[What the task asks] Retype every entry below without altering anything.
● ● ● ● ● ● ●
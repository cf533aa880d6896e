//! ESPN public scoreboard (fallback result source).
//!
//! API: `https://site.api.espn.com/apis/site/v2/sports/soccer/{slug}/scoreboard?dates=YYYYMMDD`
//! No auth. Returns every event of a league on a day, which the resolver
//! then matches by team name.

use anyhow::{Context, Result};
use async_trait::async_trait;
use chrono::NaiveDate;
use reqwest::Client;
use serde::Deserialize;
use std::time::Duration;
use tracing::debug;

use super::{ScoreLine, Scoreboard};
use crate::types::{AccaError, MatchStatus};

pub const DEFAULT_BASE_URL: &str = "https://site.api.espn.com/apis/site/v2/sports/soccer";
const SOURCE_NAME: &str = "ESPN";

/// API-Football league id → ESPN league slug.
const LEAGUE_SLUGS: &[(i64, &str)] = &[
    (39, "eng.1"),
    (40, "eng.2"),
    (41, "eng.3"),
    (42, "eng.4"),
    (140, "esp.1"),
    (135, "ita.1"),
    (78, "ger.1"),
    (61, "fra.1"),
    (88, "ned.1"),
    (94, "por.1"),
    (179, "sco.1"),
    (144, "bel.1"),
    (203, "tur.1"),
    (253, "usa.1"),
    (262, "mex.1"),
    (71, "bra.1"),
    (128, "arg.1"),
    (2, "uefa.champions"),
    (3, "uefa.europa"),
];

pub fn league_slug(league_id: i64) -> Option<&'static str> {
    LEAGUE_SLUGS
        .iter()
        .find(|(id, _)| *id == league_id)
        .map(|(_, slug)| *slug)
}

// ---------------------------------------------------------------------------
// API types
// ---------------------------------------------------------------------------

#[derive(Debug, Deserialize)]
struct ScoreboardResponse {
    #[serde(default)]
    events: Vec<Event>,
}

#[derive(Debug, Deserialize)]
struct Event {
    #[serde(default)]
    competitions: Vec<Competition>,
    #[serde(default)]
    status: Option<EventStatus>,
}

#[derive(Debug, Deserialize)]
struct Competition {
    #[serde(default)]
    competitors: Vec<Competitor>,
}

#[derive(Debug, Deserialize)]
struct Competitor {
    #[serde(rename = "homeAway")]
    home_away: String,
    #[serde(default)]
    score: Option<String>,
    team: CompetitorTeam,
}

#[derive(Debug, Deserialize)]
struct CompetitorTeam {
    #[serde(rename = "displayName")]
    display_name: String,
}

#[derive(Debug, Deserialize)]
struct EventStatus {
    #[serde(rename = "type")]
    status_type: StatusType,
}

#[derive(Debug, Deserialize)]
struct StatusType {
    /// "STATUS_FULL_TIME", "STATUS_POSTPONED", ...
    #[serde(default)]
    name: String,
    /// "pre" | "in" | "post"
    #[serde(default)]
    state: String,
    #[serde(default)]
    completed: bool,
    #[serde(default, rename = "shortDetail")]
    short_detail: String,
}

// ---------------------------------------------------------------------------
// Interpretation
// ---------------------------------------------------------------------------

fn map_status(t: &StatusType) -> MatchStatus {
    let name = t.name.to_uppercase();
    let detail = t.short_detail.to_uppercase();

    if name.contains("POSTPONED") {
        return MatchStatus::Postponed;
    }
    if name.contains("CANCELED") || name.contains("CANCELLED") {
        return MatchStatus::Cancelled;
    }
    if name.contains("ABANDONED") {
        return MatchStatus::Abandoned;
    }
    match t.state.as_str() {
        "post" if t.completed => {
            if detail.contains("PEN") {
                MatchStatus::Penalties
            } else if detail.contains("AET") {
                MatchStatus::AfterExtraTime
            } else {
                MatchStatus::FullTime
            }
        }
        "in" if detail.contains("HT") || name.contains("HALFTIME") => MatchStatus::HalfTime,
        "in" => MatchStatus::Live,
        "pre" => MatchStatus::NotStarted,
        _ => MatchStatus::Other(detail),
    }
}

fn to_lines(body: ScoreboardResponse) -> Vec<ScoreLine> {
    body.events
        .into_iter()
        .filter_map(|event| {
            let status = event
                .status
                .as_ref()
                .map(|s| map_status(&s.status_type))
                .unwrap_or(MatchStatus::Other(String::new()));
            let competition = event.competitions.into_iter().next()?;
            let side = |which: &str| competition.competitors.iter().find(|c| c.home_away == which);
            let (home, away) = (side("home")?, side("away")?);

            // Scores on not-yet-started events are "0" placeholders.
            let scored = !matches!(status, MatchStatus::NotStarted | MatchStatus::Postponed);
            let score = |c: &Competitor| {
                c.score
                    .as_deref()
                    .filter(|_| scored)
                    .and_then(|s| s.trim().parse::<u32>().ok())
            };

            Some(ScoreLine {
                home_team: home.team.display_name.clone(),
                away_team: away.team.display_name.clone(),
                home_score: score(home),
                away_score: score(away),
                status,
            })
        })
        .collect()
}

// ---------------------------------------------------------------------------
// Client
// ---------------------------------------------------------------------------

pub struct EspnScoreboard {
    http: Client,
    base_url: String,
}

impl EspnScoreboard {
    pub fn new(base_url: Option<String>, timeout_secs: u64) -> Result<Self> {
        let http = Client::builder()
            .timeout(Duration::from_secs(timeout_secs))
            .user_agent("SmartAcca/0.1.0")
            .build()
            .context("Failed to build ESPN HTTP client")?;
        Ok(Self {
            http,
            base_url: base_url.unwrap_or_else(|| DEFAULT_BASE_URL.to_string()),
        })
    }
}

#[async_trait]
impl Scoreboard for EspnScoreboard {
    async fn scoreboard(&self, league_id: i64, day: NaiveDate) -> Result<Vec<ScoreLine>> {
        let Some(slug) = league_slug(league_id) else {
            debug!(league_id, "League not covered by ESPN");
            return Ok(Vec::new());
        };

        let url = format!("{}/{slug}/scoreboard", self.base_url);
        let response = self
            .http
            .get(&url)
            .query(&[("dates", day.format("%Y%m%d").to_string())])
            .send()
            .await
            .context("ESPN scoreboard request failed")?;

        let status = response.status();
        if !status.is_success() {
            return Err(AccaError::Http {
                source_name: SOURCE_NAME.to_string(),
                status: status.as_u16(),
            }
            .into());
        }

        let body: ScoreboardResponse = response
            .json()
            .await
            .context("Failed to parse ESPN scoreboard")?;
        let lines = to_lines(body);
        debug!(slug, %day, events = lines.len(), "ESPN scoreboard fetched");
        Ok(lines)
    }

    fn name(&self) -> &str {
        SOURCE_NAME
    }
}

// ---------------------------------------------------------------------------
// Tests
// ---------------------------------------------------------------------------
● ● ● ● ● ● ●
[Task result]
repository cf533aa880d6896e
//! ESPN public scoreboard (fallback result source).
//!
//! API: `https://site.api.espn.com/apis/site/v2/sports/soccer/{slug}/scoreboard?dates=YYYYMMDD`
//! No auth. Returns every event of a league on a day, which the resolver
//! then matches by team name.

use anyhow::{Context, Result};
use async_trait::async_trait;
use chrono::NaiveDate;
use reqwest::Client;
use serde::Deserialize;
use std::time::Duration;
use tracing::debug;

use super::{ScoreLine, Scoreboard};
use crate::types::{AccaError, MatchStatus};

pub const DEFAULT_BASE_URL: &str = "https://site.api.espn.com/apis/site/v2/sports/soccer";
const SOURCE_NAME: &str = "ESPN";

/// API-Football league id → ESPN league slug.
const LEAGUE_SLUGS: &[(i64, &str)] = &[
    (39, "eng.1"),
    (40, "eng.2"),
    (41, "eng.3"),
    (42, "eng.4"),
    (140, "esp.1"),
    (135, "ita.1"),
    (78, "ger.1"),
    (61, "fra.1"),
    (88, "ned.1"),
    (94, "por.1"),
    (179, "sco.1"),
    (144, "bel.1"),
    (203, "tur.1"),
    (253, "usa.1"),
    (262, "mex.1"),
    (71, "bra.1"),
    (128, "arg.1"),
    (2, "uefa.champions"),
    (3, "uefa.europa"),
];

pub fn league_slug(league_id: i64) -> Option<&'static str> {
    LEAGUE_SLUGS
        .iter()
        .find(|(id, _)| *id == league_id)
        .map(|(_, slug)| *slug)
}

// ---------------------------------------------------------------------------
// API types
// ---------------------------------------------------------------------------

#[derive(Debug, Deserialize)]
struct ScoreboardResponse {
    #[serde(default)]
    events: Vec<Event>,
}

#[derive(Debug, Deserialize)]
struct Event {
    #[serde(default)]
    competitions: Vec<Competition>,
    #[serde(default)]
    status: Option<EventStatus>,
}

#[derive(Debug, Deserialize)]
struct Competition {
    #[serde(default)]
    competitors: Vec<Competitor>,
}

#[derive(Debug, Deserialize)]
struct Competitor {
    #[serde(rename = "homeAway")]
    home_away: String,
    #[serde(default)]
    score: Option<String>,
    team: CompetitorTeam,
}

#[derive(Debug, Deserialize)]
struct CompetitorTeam {
    #[serde(rename = "displayName")]
    display_name: String,
}

#[derive(Debug, Deserialize)]
struct EventStatus {
    #[serde(rename = "type")]
    status_type: StatusType,
}

#[derive(Debug, Deserialize)]
struct StatusType {
    /// "STATUS_FULL_TIME", "STATUS_POSTPONED", ...
    #[serde(default)]
    name: String,
    /// "pre" | "in" | "post"
    #[serde(default)]
    state: String,
    #[serde(default)]
    completed: bool,
    #[serde(default, rename = "shortDetail")]
    short_detail: String,
}

// ---------------------------------------------------------------------------
// Interpretation
// ---------------------------------------------------------------------------

fn map_status(t: &StatusType) -> MatchStatus {
    let name = t.name.to_uppercase();
    let detail = t.short_detail.to_uppercase();

    if name.contains("POSTPONED") {
        return MatchStatus::Postponed;
    }
    if name.contains("CANCELED") || name.contains("CANCELLED") {
        return MatchStatus::Cancelled;
    }
    if name.contains("ABANDONED") {
        return MatchStatus::Abandoned;
    }
    match t.state.as_str() {
        "post" if t.completed => {
            if detail.contains("PEN") {
                MatchStatus::Penalties
            } else if detail.contains("AET") {
                MatchStatus::AfterExtraTime
            } else {
                MatchStatus::FullTime
            }
        }
        "in" if detail.contains("HT") || name.contains("HALFTIME") => MatchStatus::HalfTime,
        "in" => MatchStatus::Live,
        "pre" => MatchStatus::NotStarted,
        _ => MatchStatus::Other(detail),
    }
}

fn to_lines(body: ScoreboardResponse) -> Vec<ScoreLine> {
    body.events
        .into_iter()
        .filter_map(|event| {
            let status = event
                .status
                .as_ref()
                .map(|s| map_status(&s.status_type))
                .unwrap_or(MatchStatus::Other(String::new()));
            let competition = event.competitions.into_iter().next()?;
            let side = |which: &str| competition.competitors.iter().find(|c| c.home_away == which);
            let (home, away) = (side("home")?, side("away")?);

            // Scores on not-yet-started events are "0" placeholders.
            let scored = !matches!(status, MatchStatus::NotStarted | MatchStatus::Postponed);
            let score = |c: &Competitor| {
                c.score
                    .as_deref()
                    .filter(|_| scored)
                    .and_then(|s| s.trim().parse::<u32>().ok())
            };

            Some(ScoreLine {
                home_team: home.team.display_name.clone(),
                away_team: away.team.display_name.clone(),
                home_score: score(home),
                away_score: score(away),
                status,
            })
        })
        .collect()
}

// ---------------------------------------------------------------------------
// Client
// ---------------------------------------------------------------------------

pub struct EspnScoreboard {
    http: Client,
    base_url: String,
}

impl EspnScoreboard {
    pub fn new(base_url: Option<String>, timeout_secs: u64) -> Result<Self> {
        let http = Client::builder()
            .timeout(Duration::from_secs(timeout_secs))
            .user_agent("SmartAcca/0.1.0")
            .build()
            .context("Failed to build ESPN HTTP client")?;
        Ok(Self {
            http,
            base_url: base_url.unwrap_or_else(|| DEFAULT_BASE_URL.to_string()),
        })
    }
}

#[async_trait]
impl Scoreboard for EspnScoreboard {
    async fn scoreboard(&self, league_id: i64, day: NaiveDate) -> Result<Vec<ScoreLine>> {
        let Some(slug) = league_slug(league_id) else {
            debug!(league_id, "League not covered by ESPN");
            return Ok(Vec::new());
        };

        let url = format!("{}/{slug}/scoreboard", self.base_url);
        let response = self
            .http
            .get(&url)
            .query(&[("dates", day.format("%Y%m%d").to_string())])
            .send()
            .await
            .context("ESPN scoreboard request failed")?;

        let status = response.status();
        if !status.is_success() {
            return Err(AccaError::Http {
                source_name: SOURCE_NAME.to_string(),
                status: status.as_u16(),
            }
            .into());
        }

        let body: ScoreboardResponse = response
            .json()
            .await
            .context("Failed to parse ESPN scoreboard")?;
        let lines = to_lines(body);
        debug!(slug, %day, events = lines.len(), "ESPN scoreboard fetched");
        Ok(lines)
    }

    fn name(&self) -> &str {
        SOURCE_NAME
    }
}

// ---------------------------------------------------------------------------
// Tests
// ---------------------------------------------------------------------------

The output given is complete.